Nearly 8.1 million Americans paid $1.7 billion in penalties in 2014 for not having health insurance — more than the IRS initially predicted.
The individual mandate, or what the IRS calls “individual shared responsibility payments,” requires everyone either have insurance or pay a fine, and was one of the last pieces of Obamacare to go into effect. IRS set the fine at $96, or 1 percent of the reported adjusted gross income, whichever is greater, in 2014.
The penalty will increase to a flat payment of $695, or 2.5 percent of gross income in 2016, the Congressional Budget Office said in 2014. After this year, the penalty will be tied to inflation.
“Beginning in 2014, the Affordable Care Act required that individuals must have had health care coverage, qualified for a health coverage exemption, or made a shared responsibility payment with a tax return,” the IRS said in its report of 2014 returns. “A health care individual responsibility payment was made on 8.1 million returns for $1.7 billion, an average of $210 per tax return paying this penalty.”
The number of people paying the penalty rather than purchasing insurance in 2014 is greater than IRS officials initially thought last year.
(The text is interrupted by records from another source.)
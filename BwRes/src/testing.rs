//! Writers for synthetic resource streams used by the test suites
//!
//! Only depends on `std` so the integration tests can include it verbatim.
//! Tags are passed in mnemonic order and written reversed.

#![allow(dead_code)]

/// Growable big/little-endian byte sink.
#[derive(Debug, Default, Clone)]
pub struct ByteWriter {
    buf: Vec<u8>,
}

impl ByteWriter {
    pub fn new() -> Self {
        Self::default()
    }

    pub fn len(&self) -> usize {
        self.buf.len()
    }

    pub fn into_inner(self) -> Vec<u8> {
        self.buf
    }

    pub fn bytes(&mut self, bytes: &[u8]) -> &mut Self {
        self.buf.extend_from_slice(bytes);
        self
    }

    pub fn u8(&mut self, v: u8) -> &mut Self {
        self.buf.push(v);
        self
    }

    pub fn i8(&mut self, v: i8) -> &mut Self {
        self.bytes(&v.to_be_bytes())
    }

    pub fn u16_be(&mut self, v: u16) -> &mut Self {
        self.bytes(&v.to_be_bytes())
    }

    pub fn u16_le(&mut self, v: u16) -> &mut Self {
        self.bytes(&v.to_le_bytes())
    }

    pub fn i16_be(&mut self, v: i16) -> &mut Self {
        self.bytes(&v.to_be_bytes())
    }

    pub fn u32_be(&mut self, v: u32) -> &mut Self {
        self.bytes(&v.to_be_bytes())
    }

    pub fn u32_le(&mut self, v: u32) -> &mut Self {
        self.bytes(&v.to_le_bytes())
    }

    pub fn f32_be(&mut self, v: f32) -> &mut Self {
        self.bytes(&v.to_be_bytes())
    }

    pub fn f32_le(&mut self, v: f32) -> &mut Self {
        self.bytes(&v.to_le_bytes())
    }

    /// A tag in its stored, reversed byte order.
    pub fn tag(&mut self, tag: impl Into<[u8; 4]>) -> &mut Self {
        let mut stored = tag.into();
        stored.reverse();
        self.bytes(&stored)
    }

    /// A name NUL-padded to `width` bytes.
    pub fn padded(&mut self, name: &str, width: usize) -> &mut Self {
        let mut field = vec![0u8; width];
        field[..name.len()].copy_from_slice(name.as_bytes());
        self.bytes(&field)
    }

    /// A `u32` BE length followed by the bytes.
    pub fn prefixed(&mut self, bytes: &[u8]) -> &mut Self {
        self.u32_be(bytes.len() as u32).bytes(bytes)
    }

    /// A chunk whose little-endian size is computed from the body.
    pub fn chunk(&mut self, tag: impl Into<[u8; 4]>, body: impl FnOnce(&mut ByteWriter)) -> &mut Self {
        let mut inner = ByteWriter::new();
        body(&mut inner);
        self.tag(tag).u32_le(inner.len() as u32).bytes(&inner.buf)
    }

    /// GX CP register load.
    pub fn gx_load(&mut self, register: u8, value: u32) -> &mut Self {
        self.u8(0x08).u8(register).u32_be(value)
    }

    /// GX draw command header; the vertex data follows.
    pub fn gx_draw(&mut self, opcode: u8, vertex_count: u16) -> &mut Self {
        self.u8(opcode).u16_be(vertex_count)
    }
}

/// Builds a `RESF` container.
#[derive(Debug, Clone)]
pub struct ArchiveBuilder {
    marker: u32,
    name_width: usize,
    entries: Vec<([u8; 4], String, Vec<u8>)>,
}

impl ArchiveBuilder {
    /// `generation` is anything convertible to the header marker (1 or 2).
    pub fn new(generation: impl Into<u32>) -> Self {
        let marker = generation.into();
        Self {
            marker,
            name_width: if marker == 1 { 0x10 } else { 0x20 },
            entries: Vec::new(),
        }
    }

    pub fn entry(mut self, tag: impl Into<[u8; 4]>, name: &str, payload: &[u8]) -> Self {
        self.entries.push((tag.into(), name.to_string(), payload.to_vec()));
        self
    }

    pub fn build(&self) -> Vec<u8> {
        let mut out = ByteWriter::new();
        out.chunk(*b"RESF", |w| {
            w.u32_be(self.marker).u32_be(self.entries.len() as u32);
            for (tag, name, payload) in &self.entries {
                w.chunk(*tag, |e| {
                    e.padded(name, self.name_width).bytes(payload);
                });
            }
        });
        out.into_inner()
    }
}

/// Builds one `NODE` chunk.
#[derive(Debug, Clone)]
pub struct NodeBuilder {
    name: String,
    unknown: [u16; 3],
    vertex_group_count: Option<u32>,
    transform: [f32; 11],
    extra_ints: Vec<u32>,
    bbox: [f32; 6],
    preamble: ByteWriter,
    materials: Vec<[String; 4]>,
    trailer: ByteWriter,
}

impl NodeBuilder {
    pub fn new(name: &str) -> Self {
        let mut transform = [0.0; 11];
        transform[6] = 1.0;
        Self {
            name: name.to_string(),
            unknown: [0; 3],
            vertex_group_count: None,
            transform,
            extra_ints: Vec::new(),
            bbox: [0.0; 6],
            preamble: ByteWriter::new(),
            materials: Vec::new(),
            trailer: ByteWriter::new(),
        }
    }

    pub fn unknown_shorts(mut self, shorts: [u16; 3]) -> Self {
        self.unknown = shorts;
        self
    }

    /// Overrides the count derived from the material list.
    pub fn vertex_group_count(mut self, count: u32) -> Self {
        self.vertex_group_count = Some(count);
        self
    }

    pub fn position(mut self, x: f32, y: f32, z: f32) -> Self {
        self.transform[..3].copy_from_slice(&[x, y, z]);
        self
    }

    pub fn rotation(mut self, x: f32, y: f32, z: f32, w: f32) -> Self {
        self.transform[3..7].copy_from_slice(&[x, y, z, w]);
        self
    }

    pub fn extra_ints(mut self, ints: &[u32]) -> Self {
        self.extra_ints = ints.to_vec();
        self
    }

    pub fn bbox(mut self, min: [f32; 3], max: [f32; 3]) -> Self {
        self.bbox[..3].copy_from_slice(&min);
        self.bbox[3..].copy_from_slice(&max);
        self
    }

    pub fn vertex_scale(mut self, scale: f32) -> Self {
        self.preamble.chunk(*b"VSCL", |w| {
            w.f32_le(scale);
        });
        self
    }

    pub fn preamble_chunk(mut self, tag: [u8; 4], body: &[u8]) -> Self {
        self.preamble.chunk(tag, |w| {
            w.bytes(body);
        });
        self
    }

    pub fn material(mut self, slots: [&str; 4]) -> Self {
        self.materials.push(slots.map(str::to_string));
        self
    }

    pub fn chunk(mut self, tag: [u8; 4], body: &[u8]) -> Self {
        self.trailer.chunk(tag, |w| {
            w.bytes(body);
        });
        self
    }

    pub fn lod(self, value: u32) -> Self {
        self.chunk(*b"SCNT", &value.to_be_bytes())
    }

    pub fn positions(self, positions: &[[i16; 3]]) -> Self {
        let mut body = ByteWriter::new();
        for p in positions {
            body.i16_be(p[0]).i16_be(p[1]).i16_be(p[2]);
        }
        self.chunk(*b"VPOS", &body.into_inner())
    }

    pub fn byte_normals(self, normals: &[[i8; 3]]) -> Self {
        let mut body = ByteWriter::new();
        for n in normals {
            body.i8(n[0]).i8(n[1]).i8(n[2]);
        }
        self.chunk(*b"VNRM", &body.into_inner())
    }

    /// Interleaved normal, binormal, tangent triples.
    pub fn nbt(self, frames: &[[f32; 9]]) -> Self {
        let mut body = ByteWriter::new();
        for frame in frames {
            for &v in frame {
                body.f32_be(v);
            }
        }
        self.chunk(*b"VNBT", &body.into_inner())
    }

    /// Fixed-point UVs; `channel` is 1-based like the tag.
    pub fn uvs(self, channel: u8, uvs: &[[i16; 2]]) -> Self {
        let mut body = ByteWriter::new();
        for uv in uvs {
            body.i16_be(uv[0]).i16_be(uv[1]);
        }
        self.chunk([b'V', b'U', b'V', b'0' + channel], &body.into_inner())
    }

    pub fn geometry(self, material_index: u32, stream: &[u8]) -> Self {
        let mut body = ByteWriter::new();
        body.u32_be(material_index)
            .u32_be(0)
            .u32_be(0)
            .u32_be(stream.len() as u32)
            .bytes(stream);
        self.chunk(*b"XBS2", &body.into_inner())
    }

    pub fn build(&self) -> Vec<u8> {
        let vertex_group_count = self
            .vertex_group_count
            .unwrap_or(self.materials.len() as u32);

        let mut out = ByteWriter::new();
        out.chunk(*b"NODE", |w| {
            w.prefixed(self.name.as_bytes());
            for s in self.unknown {
                w.u16_le(s);
            }
            w.u16_le(0).u32_le(vertex_group_count);
            for f in self.transform {
                w.f32_le(f);
            }
            for &i in &self.extra_ints {
                w.u32_be(i);
            }
            w.chunk(*b"BBOX", |b| {
                for f in self.bbox {
                    b.f32_le(f);
                }
            });
            w.bytes(&self.preamble.buf);
            w.chunk(*b"MATL", |m| {
                for slots in &self.materials {
                    for slot in slots {
                        m.padded(slot, 0x20);
                    }
                    m.bytes(&[0xEE; 0x24]);
                }
            });
            w.bytes(&self.trailer.buf);
        });
        out.into_inner()
    }
}

/// Builds a model payload (the bytes after the archive entry name).
#[derive(Debug, Clone, Default)]
pub struct ModelBuilder {
    display_name: Option<String>,
    extra_ints: Vec<u32>,
    header_floats: [f32; 4],
    nodes: Vec<Vec<u8>>,
    links: Vec<(u16, u16)>,
}

impl ModelBuilder {
    /// A legacy model: no embedded display name.
    pub fn legacy() -> Self {
        Self::default()
    }

    pub fn current(display_name: &str) -> Self {
        Self {
            display_name: Some(display_name.to_string()),
            ..Self::default()
        }
    }

    pub fn extra_ints(mut self, ints: &[u32]) -> Self {
        self.extra_ints = ints.to_vec();
        self
    }

    pub fn node(mut self, node: &NodeBuilder) -> Self {
        self.nodes.push(node.build());
        self
    }

    pub fn link(mut self, parent: u16, child: u16) -> Self {
        self.links.push((parent, child));
        self
    }

    pub fn build(&self) -> Vec<u8> {
        let mut out = ByteWriter::new();
        out.u32_be(1)
            .u32_be(0)
            .u16_be(self.nodes.len() as u16)
            .u16_be(self.extra_ints.len() as u16)
            .u32_be(self.links.len() as u32);
        for f in self.header_floats {
            out.f32_be(f);
        }
        if let Some(name) = &self.display_name {
            out.prefixed(name.as_bytes());
        }
        for &i in &self.extra_ints {
            out.u32_be(i);
        }
        out.chunk(*b"XMEM", |w| {
            w.bytes(&[0; 8]);
        });
        for node in &self.nodes {
            out.bytes(node);
        }
        out.chunk(*b"CNCT", |w| {
            for &(parent, child) in &self.links {
                w.u16_le(parent).u16_le(child);
            }
        });
        out.into_inner()
    }
}

/// Builds a texture payload with a single `MIP ` chunk.
#[derive(Debug, Clone)]
pub struct TextureBuilder {
    format: String,
    width: u32,
    height: u32,
    mip_count: u32,
    header_size: Option<(u32, u32)>,
    palette: Vec<u16>,
    pixels: Vec<u8>,
}

impl TextureBuilder {
    pub fn new(format: &str, width: u32, height: u32) -> Self {
        Self {
            format: format.to_string(),
            width,
            height,
            mip_count: 1,
            header_size: None,
            palette: Vec::new(),
            pixels: Vec::new(),
        }
    }

    pub fn mip_count(mut self, count: u32) -> Self {
        self.mip_count = count;
        self
    }

    /// Dimensions written to the second header copy.
    pub fn mismatched_size(mut self, width: u32, height: u32) -> Self {
        self.header_size = Some((width, height));
        self
    }

    /// Palette entries; unset entries are zero.
    pub fn palette(mut self, colors: &[u16]) -> Self {
        self.palette = colors.to_vec();
        self
    }

    pub fn pixels(mut self, data: &[u8]) -> Self {
        self.pixels = data.to_vec();
        self
    }

    pub fn build(&self) -> Vec<u8> {
        let (width2, height2) = self.header_size.unwrap_or((self.width, self.height));

        let mut format = [0u8; 16];
        let tag = self.format.as_bytes();
        for (i, &b) in tag.iter().rev().enumerate() {
            format[8 - tag.len() + i] = b;
        }
        format[8..].copy_from_slice(b"8B8G8R8A");

        let mut out = ByteWriter::new();
        out.u32_be(width2).u32_be(height2).u32_be(0).u32_be(0);
        out.bytes(&format);
        out.bytes(&[0; 0x20]);
        out.u32_be(self.mip_count)
            .u32_be(self.width)
            .u32_be(self.height)
            .u32_be(self.mip_count);
        if self.format == "P8" {
            for i in 0..256 {
                out.u16_be(self.palette.get(i).copied().unwrap_or(0));
            }
        }
        out.chunk(*b"MIP ", |w| {
            w.bytes(&self.pixels);
        });
        out.into_inner()
    }
}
Based on reports, IRS commissioner John Koskinen estimated that around 7.5 million Americans paid $1.5 billion in penalties.
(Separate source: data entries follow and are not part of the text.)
//! Error types for `BwRes`

use thiserror::Error;

/// The error type for `BwRes` operations.
///
/// Failures are local to the unit being decoded: a malformed model or texture
/// is reported for that resource only and never poisons the [`crate::Archive`].
#[non_exhaustive]
#[derive(Error, Debug)]
pub enum Error {
    // ==================== IO Errors ====================
    /// IO error from file operations.
    #[error("IO error: {0}")]
    Io(#[from] std::io::Error),

    /// The stream ended before a declared field or chunk could be read.
    #[error("truncated input at offset 0x{offset:x}: needed {needed} bytes, {available} available")]
    TruncatedInput {
        /// Cursor position of the failed read.
        offset: usize,
        /// Number of bytes the read asked for.
        needed: usize,
        /// Number of bytes left in the stream.
        available: usize,
    },

    // ==================== Archive Errors ====================
    /// The container framing is inconsistent.
    #[error("malformed archive: {message}")]
    MalformedArchive {
        /// Description of what is invalid.
        message: String,
    },

    /// No entry with the requested name exists in the archive.
    #[error("resource not found: {name}")]
    ResourceNotFound {
        /// The requested name.
        name: String,
    },

    /// The named entry exists but is not of the requested kind.
    #[error("resource {name} is not a {expected}")]
    WrongResourceKind {
        /// The requested name.
        name: String,
        /// The kind the caller asked for.
        expected: &'static str,
    },

    // ==================== Model Errors ====================
    /// A model violated a structural invariant (wrong tag, bad stride,
    /// misaligned boundary, dangling or cyclic hierarchy).
    #[error("malformed model: {message}")]
    MalformedModel {
        /// Description of what is invalid.
        message: String,
    },

    /// The geometry command stream contained an opcode with no decode rule.
    #[error("unknown display list opcode 0x{opcode:02x} at offset 0x{offset:x}")]
    UnknownOpcode {
        /// The opcode byte.
        opcode: u8,
        /// Position of the opcode within the model payload.
        offset: usize,
    },

    // ==================== Texture Errors ====================
    /// A texture header is self-inconsistent or its pixel data is short.
    #[error("malformed texture: {message}")]
    MalformedTexture {
        /// Description of what is invalid.
        message: String,
    },

    /// A texture pixel encoding or vertex attribute encoding is not supported.
    #[error("unsupported format: {format}")]
    UnsupportedFormat {
        /// The format identifier or description.
        format: String,
    },
}

impl Error {
    pub(crate) fn archive(message: impl Into<String>) -> Self {
        Error::MalformedArchive {
            message: message.into(),
        }
    }

    pub(crate) fn model(message: impl Into<String>) -> Self {
        Error::MalformedModel {
            message: message.into(),
        }
    }

    pub(crate) fn texture(message: impl Into<String>) -> Self {
        Error::MalformedTexture {
            message: message.into(),
        }
    }
}

/// A specialized Result type for `BwRes` operations.
pub type Result<T> = std::result::Result<T, Error>;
Several Republican senators proposed legislation this summer to suspend the individual mandate if insurance premiums rose.
“Our bill would exempt people from the law’s individual mandate to purchase health insurance if their plan’s premiums increase by 10 percent or the average of their home state’s premiums increase by more than 10 percent,” Sen. Kelly Ayotte, one of the co-sponsors of the bill, said in July.
“Obamacare has failed,” Sen. Tom Cotton, another co-sponser of the bill, said in July. “Premiums are skyrocketing by more than 50 percent in some states, deductibles average more than $5,000 for the cheapest plans, and networks are shrinking Even worse, many of those same families will face a massive tax penalty because they can’t afford care”
Sens. John McCain, James Lankford, Ron Johnson and Richard Burr are also co-sponsors of the Obamacare Tax Relief and Consumer Choice Act of 2016.